→ **Your assignment**:
Scan the records beneath this line for the line holding "loader at runtime." and the line holding "pub use ash;", then transcribe exactly those two and all lines between.

===== Dataset records =====

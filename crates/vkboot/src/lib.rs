//! # vkboot
//!
//! Ownership-safe wrappers around the Vulkan bootstrap objects.
//!
//! # Usage
//!
//! vkboot provides you with owning wrappers around the objects needed before any rendering or compute work can
//! happen: the [Instance](context::Instance), the [Device](context::Device) and the device's
//! [queues](context::Queue). Those wrappers take care of destroying their handles exactly once, in the right order.
//! Each has a builder ([InstanceBuilder](context::InstanceBuilder), [DeviceBuilder](context::DeviceBuilder)) that
//! collects the creation parameters and can be reused.
//!
//! All calls into Vulkan go through the [Driver](driver::Driver) trait. [AshDriver](driver::AshDriver) loads the
//! system's Vulkan loader at runtime.
//!
//! Structures that are not sensitive to lifetime requirements (like create info) are not wrapped.

pub use ash;

///Structures you need to get starting. Basically [Instance](context::Instance) and [Device](context::Device) creation,
/// physical device queries and debug listeners.
pub mod context;

///The native layer every wrapper calls into.
pub mod driver;

mod error;
pub use error::{
    DeviceError, InstanceError, NativeCallError, PreconditionError, VkbootError, describe_result,
};

pub fn version_major() -> u32 {
    env!("CARGO_PKG_VERSION_MAJOR").parse().unwrap_or(0)
}

pub fn version_minor() -> u32 {
    env!("CARGO_PKG_VERSION_MINOR").parse().unwrap_or(0)
}

pub fn version_patch() -> u32 {
    env!("CARGO_PKG_VERSION_PATCH").parse().unwrap_or(0)
}

///Crate version as `major.minor.patch`.
pub fn version_string() -> String {
    format!("{}.{}.{}", version_major(), version_minor(), version_patch())
}
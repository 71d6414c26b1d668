//! Adjective/noun combinations and phrase merging
//!
//! A Combination is a pair of adjacent candidate words matching
//! `[adjective|noun][noun]`. Ranked single-word keywords that appear together
//! in a Combination are shown as the joined phrase instead.

use crate::types::PosTag;
use rustc_hash::FxHashSet;
use tracing::trace;

/// One tagged token as seen by the post-processor
#[derive(Debug, Clone, PartialEq)]
pub struct CombinationEntry {
    /// Part-of-speech tag
    pub pos: PosTag,
    /// Candidate lemma, or `None` when the token was filtered out
    pub lemma: Option<String>,
}

impl CombinationEntry {
    /// Create a new entry
    pub fn new(pos: PosTag, lemma: Option<String>) -> Self {
        Self { pos, lemma }
    }
}

/// Two consecutive candidate lemmas matching `[adjective|noun][noun]`
#[derive(Debug, Clone, PartialEq, Eq)]
pub struct Combination {
    /// The lemmas in text order
    pub words: [String; 2],
    /// Position of the first word in the tagged sequence
    pub start: usize,
}

impl Combination {
    /// Check if the combination contains a lemma
    pub fn contains(&self, lemma: &str) -> bool {
        self.words.iter().any(|w| w == lemma)
    }

    /// The other word of the pair, if `lemma` is one of them
    pub fn partner(&self, lemma: &str) -> Option<&str> {
        if self.words[0] == lemma {
            Some(self.words[1].as_str())
        } else if self.words[1] == lemma {
            Some(self.words[0].as_str())
        } else {
            None
        }
    }
}

/// Scan the tagged sequence for Combinations, in text order.
///
/// The accumulator holds the last adjective or noun candidate; a noun candidate
/// following it closes a pair. Any token that is not an adjective/noun
/// candidate resets the accumulator.
pub fn find_combinations(entries: &[CombinationEntry]) -> Vec<Combination> {
    let mut combinations = Vec::new();
    let mut pending: Option<(usize, &str)> = None;

    for (i, entry) in entries.iter().enumerate() {
        let lemma = match entry.lemma.as_deref() {
            Some(lemma) if entry.pos.can_open_combination() => lemma,
            _ => {
                pending = None;
                continue;
            }
        };

        if let Some((start, first)) = pending {
            if entry.pos.is_noun() {
                combinations.push(Combination {
                    words: [first.to_string(), lemma.to_string()],
                    start,
                });
            }
        }
        pending = Some((i, lemma));
    }

    combinations
}

/// Replace ranked keywords by the phrases they form with other ranked keywords.
///
/// For each keyword, a three-word chain (`[x y]` directly followed by `[y z]`,
/// all three distinct ranked keywords) is preferred over a pair. The first
/// match in text order wins. Keywords without a partner keep their own form.
/// The output is parallel to `keywords`.
pub fn merge_phrases<S: AsRef<str>>(keywords: &[S], combinations: &[Combination]) -> Vec<String> {
    let ranked: FxHashSet<&str> = keywords.iter().map(|k| k.as_ref()).collect();

    keywords
        .iter()
        .map(|keyword| {
            let keyword = keyword.as_ref();
            if let Some(chain) = find_chain(keyword, combinations, &ranked) {
                trace!(keyword, phrase = %chain, "merged three-word phrase");
                return chain;
            }
            if let Some(pair) = find_pair(keyword, combinations, &ranked) {
                trace!(keyword, phrase = %pair, "merged two-word phrase");
                return pair;
            }
            keyword.to_string()
        })
        .collect()
}

fn find_chain(keyword: &str, combinations: &[Combination], ranked: &FxHashSet<&str>) -> Option<String> {
    combinations.windows(2).find_map(|pair| {
        let (first, second) = (&pair[0], &pair[1]);
        if second.start != first.start + 1 {
            return None;
        }
        let words = [&first.words[0], &first.words[1], &second.words[1]];
        let distinct = words[0] != words[1] && words[1] != words[2] && words[0] != words[2];
        let all_ranked = words.iter().all(|w| ranked.contains(w.as_str()));
        let mentions = words.iter().any(|w| *w == keyword);
        (distinct && all_ranked && mentions).then(|| {
            words
                .iter()
                .map(|w| w.as_str())
                .collect::<Vec<_>>()
                .join(" ")
        })
    })
}

fn find_pair(keyword: &str, combinations: &[Combination], ranked: &FxHashSet<&str>) -> Option<String> {
    combinations.iter().find_map(|combination| {
        let partner = combination.partner(keyword)?;
        (partner != keyword && ranked.contains(partner)).then(|| combination.words.join(" "))
    })
}
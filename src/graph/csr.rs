//! Frozen adjacency for scoring
//!
//! The scorer walks every vertex's neighbours on each sweep, so the builder's
//! hash-map adjacency is flattened into offset-indexed arrays first.

use super::builder::GraphBuilder;

/// Read-only undirected graph in compressed sparse row layout
#[derive(Debug, Clone)]
pub struct CsrGraph {
    /// Number of vertices
    pub num_nodes: usize,
    /// Vertex `v` owns `targets[offsets[v]..offsets[v + 1]]`
    offsets: Vec<usize>,
    targets: Vec<u32>,
    weights: Vec<f64>,
    /// Sum of incident edge weights per vertex
    strength: Vec<f64>,
    /// Word lemma or sentence text per vertex
    pub labels: Vec<String>,
}

impl CsrGraph {
    /// Freeze a builder. Each vertex's neighbours are stored in ascending id
    /// order so score sums are reproducible.
    pub fn from_builder(builder: &GraphBuilder) -> Self {
        let num_nodes = builder.node_count();
        let mut graph = Self {
            num_nodes,
            offsets: Vec::with_capacity(num_nodes + 1),
            targets: Vec::new(),
            weights: Vec::new(),
            strength: Vec::with_capacity(num_nodes),
            labels: Vec::with_capacity(num_nodes),
        };
        graph.offsets.push(0);

        for (_, node) in builder.nodes() {
            let mut adjacent: Vec<(u32, f64)> = node.edges.iter().map(|(&t, &w)| (t, w)).collect();
            adjacent.sort_unstable_by_key(|&(target, _)| target);

            graph.strength.push(adjacent.iter().map(|&(_, w)| w).sum());
            let (targets, weights): (Vec<u32>, Vec<f64>) = adjacent.into_iter().unzip();
            graph.targets.extend(targets);
            graph.weights.extend(weights);
            graph.offsets.push(graph.targets.len());
            graph.labels.push(node.lemma.clone());
        }

        graph
    }

    /// Neighbours of `node` with their edge weights
    pub fn neighbors(&self, node: u32) -> impl Iterator<Item = (u32, f64)> + '_ {
        let span = self.offsets[node as usize]..self.offsets[node as usize + 1];
        self.targets[span.clone()]
            .iter()
            .copied()
            .zip(self.weights[span].iter().copied())
    }

    /// Sum of the weights of the edges touching `node`
    pub fn node_total_weight(&self, node: u32) -> f64 {
        self.strength[node as usize]
    }

    pub fn lemma(&self, node: u32) -> &str {
        &self.labels[node as usize]
    }

    /// Stored adjacency entries; every undirected edge appears twice
    pub fn num_edges(&self) -> usize {
        self.targets.len()
    }
}

impl Default for CsrGraph {
    fn default() -> Self {
        Self::from_builder(&GraphBuilder::new())
    }
}
/// Configuration for extractive summarization
#[derive(Debug, Clone, PartialEq, Serialize, Deserialize)]
pub struct SummaryConfig {
    /// Scorer parameters
    #[serde(default)]
    pub rank: RankConfig,
    /// Sentences kept per chunk (`None` = a third of the chunk, at least one)
    #[serde(default)]
    pub top_n: Option<usize>,
    /// Weight edges by sentence distance instead of lemma overlap
    pub biased: bool,
    /// Sentences per independently summarized chunk
    pub chunk_size: usize,
    /// Window radius for sentence edges
    pub window_size: usize,
    /// Minimum biased edge weight (`2 - distance`) for an edge to be kept
    pub edge_threshold: f64,
    /// Language code for stopwords
    #[serde(default = "default_language")]
    pub language: String,
    /// Additional stopwords (extends the built-in list)
    #[serde(default)]
    pub stopwords: Vec<String>,
}

impl Default for SummaryConfig {
    fn default() -> Self {
        Self {
            rank: RankConfig::default(),
            top_n: Some(10),
            biased: false,
            chunk_size: 5,
            window_size: 5,
            edge_threshold: 0.65,
            language: default_language(),
            stopwords: Vec::new(),
        }
    }
}

impl SummaryConfig {
    /// Create a new config with default values
    pub fn new() -> Self {
        Self::default()
    }

    /// Validate the configuration
    pub fn validate(&self) -> Result<()> {
        self.rank.validate()?;

        if self.chunk_size == 0 {
            return Err(TextRankError::invalid_config("chunk_size must be > 0"));
        }

        if self.window_size == 0 {
            return Err(TextRankError::invalid_config("window_size must be >= 1"));
        }

        if self.top_n == Some(0) {
            return Err(TextRankError::invalid_config(
                "top_n must be > 0 when set",
            ));
        }

        if !self.edge_threshold.is_finite() {
            return Err(TextRankError::invalid_config(
                "edge_threshold must be a finite number",
            ));
        }

        Ok(())
    }

    /// Number of sentences to keep from a chunk of `chunk_len` sentences
    pub fn sentences_for_chunk(&self, chunk_len: usize) -> usize {
        self.top_n.unwrap_or_else(|| (chunk_len / 3).max(1))
    }

    /// Parse a config from JSON
    pub fn from_json(json: &str) -> Result<Self> {
        let config: Self = serde_json::from_str(json)?;
        config.validate()?;
        Ok(config)
    }

    /// Serialize the config to JSON
    pub fn to_json(&self) -> Result<String> {
        Ok(serde_json::to_string(self)?)
    }

    /// Builder method: set damping factor
    pub fn with_damping(mut self, damping: f64) -> Self {
        self.rank.damping = damping;
        self
    }

    /// Builder method: set max iterations
    pub fn with_max_iterations(mut self, max_iterations: usize) -> Self {
        self.rank.max_iterations = max_iterations;
        self
    }

    /// Builder method: set sentences per chunk (`None` = a third of the chunk)
    pub fn with_top_n(mut self, top_n: Option<usize>) -> Self {
        self.top_n = top_n;
        self
    }

    /// Builder method: toggle distance-biased edges
    pub fn with_biased(mut self, biased: bool) -> Self {
        self.biased = biased;
        self
    }

    /// Builder method: set chunk size
    pub fn with_chunk_size(mut self, chunk_size: usize) -> Self {
        self.chunk_size = chunk_size;
        self
    }

    /// Builder method: set window radius
    pub fn with_window_size(mut self, window_size: usize) -> Self {
        self.window_size = window_size;
        self
    }

    /// Builder method: set language
    pub fn with_language(mut self, language: impl Into<String>) -> Self {
        self.language = language.into();
        self
    }
}

#[cfg(test)]
mod tests {
    use super::*;

    #[test]
    fn test_pos_tag_classes() {
        assert!(PosTag::Noun.is_keyword_class());
        assert!(PosTag::ProperNoun.is_keyword_class());
        assert!(PosTag::Adjective.is_keyword_class());
        assert!(PosTag::Other.is_keyword_class());
        assert!(!PosTag::Verb.is_keyword_class());
        assert!(!PosTag::Punctuation.is_keyword_class());

        assert!(PosTag::Adjective.can_open_combination());
        assert!(!PosTag::Other.can_open_combination());
    }

    #[test]
    fn test_keyword_config_defaults() {
        let config = KeywordConfig::default();
        assert_eq!(config.window_size, 3);
        assert_eq!(config.top_n, 10);
        assert!(config.biased);
        assert!(config.use_post_processing);
        assert!((config.edge_threshold - 0.65).abs() < 1e-12);
        assert_eq!(config.rank.max_iterations, 30);
        assert!(config.validate().is_ok());
    }

    #[test]
    fn test_config_validation() {
        let bad = KeywordConfig::default().with_damping(1.5);
        assert!(bad.validate().is_err());

        let bad = KeywordConfig::default().with_window_size(0);
        assert!(bad.validate().is_err());

        let bad = KeywordConfig::default().with_max_iterations(0);
        assert!(bad.validate().is_err());

        let bad = SummaryConfig::default().with_chunk_size(0);
        assert!(bad.validate().is_err());

        let bad = SummaryConfig::default().with_top_n(Some(0));
        assert!(bad.validate().is_err());

        assert!(SummaryConfig::default().with_top_n(None).validate().is_ok());
    }

    #[test]
    fn test_sentences_for_chunk() {
        let config = SummaryConfig::default().with_top_n(None);
        assert_eq!(config.sentences_for_chunk(5), 1);
        assert_eq!(config.sentences_for_chunk(2), 1);
        assert_eq!(config.sentences_for_chunk(9), 3);

        let config = SummaryConfig::default().with_top_n(Some(2));
        assert_eq!(config.sentences_for_chunk(5), 2);
    }

    #[test]
    fn test_config_json_missing_optional_fields() {
        let json = r#"{
            "window_size": 4,
            "top_n": 5,
            "biased": false,
            "use_post_processing": true,
            "edge_threshold": 0.65,
            "min_token_length": 3
        }"#;
        let config = KeywordConfig::from_json(json).unwrap();
        assert_eq!(config.window_size, 4);
        assert_eq!(config.language, "en");
        assert_eq!(config.rank, RankConfig::default());
        assert!(config.stopwords.is_empty());
    }

    #[test]
    fn test_config_json_rejects_invalid() {
        let json = r#"{
            "rank": {"damping": 2.0, "max_iterations": 30, "convergence_threshold": 0.0001},
            "top_n": 3,
            "biased": false,
            "chunk_size": 5,
            "window_size": 5,
            "edge_threshold": 0.65
        }"#;
        let err = SummaryConfig::from_json(json).unwrap_err();
        assert!(err.is_invalid_config());
    }

    #[test]
    fn test_summary_config_to_json() {
        let json = SummaryConfig::default().to_json().unwrap();
        assert!(json.contains("\"chunk_size\":5"));
    }
}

=====

→ **Answer to this exercise**:
//! system's Vulkan loader at runtime.
//!
//! Structures that are not sensitive to lifetime requirements (like create info) are not wrapped.

pub use ash;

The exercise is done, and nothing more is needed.